“Somos o resultado das viagens que fazemos,
dos livros que lemos e das pessoas que amamos.”
Airton Ortiz
Inspiro-me em reflexão sensacional do escritor Antonio Prata (Caderno ZH PROA, 03.01.16) com título: 2016. Neste, o autor zomba de gente ingênua que acredita que o simples findar de um ano encerra tudo para começar algo totalmente diferente no ano novo. Afirma também que “o 2016” não entende porque a gente espera tanto dele. Termina citando Heráclito, para lembrar que sempre somos os mesmos, porém diferentes.
Aconteceu comigo na véspera da virada. Em Sarandi, RS. Sentado na cadeira, ouvi o cabeleireiro dizer e concluir, sem que eu nada lhe perguntasse: “Depois dos 40, aprendi a respeitar e viver o tempo”. Justificou-se ainda dizendo que, definitivamente, aprendera a dar mais valor ao agora, pois o dia de amanhã é sempre muito incerto. Sua reflexão foi sugestiva para a minha “festa da virada”.
Histórias de cabeleireiros, enfermeiros, cuidadores, médicos e de outras gentes que cuidam de gente são sempre ricas e emblemáticas; fazem parte das experiências de renovação e sentido que cada um de nós dá à sua vida quando resolve cuidar-se ou promover-se. Estes profissionais precisam despertar confiança, a exemplo do cabeleireiro que com as crianças criou técnica dizendo que não corta cabelos, mas que “arruma para deixá-los bonitos”.
Mas voltemos à sua provocação. Ora, ninguém é eterno e ninguém vive para sempre. Parece tão óbvio, mas o desespero da morte sempre derruba esta tese. O medo de morrer se explica porque tememos o desconhecido. O que assusta é que desembarcaremos desta viagem sem data, horário e lugar marcados. Viver é o maior risco humano. Desembarcar é a maior aventura, porque sempre encerra um ciclo para começar outro: incerto, desconhecido, inexplicável.

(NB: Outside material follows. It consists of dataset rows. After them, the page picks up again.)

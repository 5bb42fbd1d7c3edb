//! Queen-side configuration

use std::path::PathBuf;
use std::time::Duration;

#[derive(Debug, Clone)]
pub struct QueenConfig {
    /// Message bus URL.
    pub bus_url: String,
    /// User for remote shell actions on the boards.
    pub ssh_user: String,
    /// Master drone manifest (desired-state list).
    pub manifest_file: PathBuf,
    /// Monitor override list.
    pub override_file: PathBuf,
    /// Directory where collected responses are persisted.
    pub returns_dir: PathBuf,
    /// Sleep between fleet monitor ticks.
    pub monitor_interval: Duration,
    /// How long a manual stop suppresses the monitor.
    pub stop_override_hours: i64,
    /// Default wait for command responses.
    pub dispatch_timeout: Duration,
}

impl Default for QueenConfig {
    fn default() -> Self {
        Self {
            bus_url: "redis://127.0.0.1:6379/".into(),
            ssh_user: "xilinx".into(),
            manifest_file: "master_drone_list.yaml".into(),
            override_file: "drone_overrides.yaml".into(),
            returns_dir: "tmp".into(),
            monitor_interval: Duration::from_secs(10),
            stop_override_hours: 12,
            dispatch_timeout: Duration::from_secs(120),
        }
    }
}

A literatura me convenceu que “todos estamos de passagem”. Na metáfora, a vida é como um grande trem. Um trem que roda, que faz paradas para alguns entrarem e para outros descerem. Durante a viagem, nem tudo acontece conforme planejado. Podem ocorrer obstáculos que precisam ser enfrentados. Pode haver perdas e ganhos. O trem não para, nós é que descemos dele. Outros continuarão viajando, curtindo a vida, a paisagem e realizando novas experiências. Nós vamos vivendo e morrendo todos os dias. Vamos arrumando jeitos e trejeitos para deixar nossa existência mais leve, mais suave, mais prazeirosa. Vamos recolhendo esperanças das experiências nossas e dos outros, pois nada somos sozinhos e isolados. Vamos suportando os nossos sofrimentos.
Se viver é o maior risco, o jeito é arriscar, até para mudar de percurso, sem perder de vista o ideal do que somos, pensamos e sonhamos. A vida tem o sentido que a gente lhe dá: não está nos outros e nem fora da gente. Ano a ano, dia após dia, continuamos os mesmos, mas diferentes, com as marcas e impressões das novas experiências.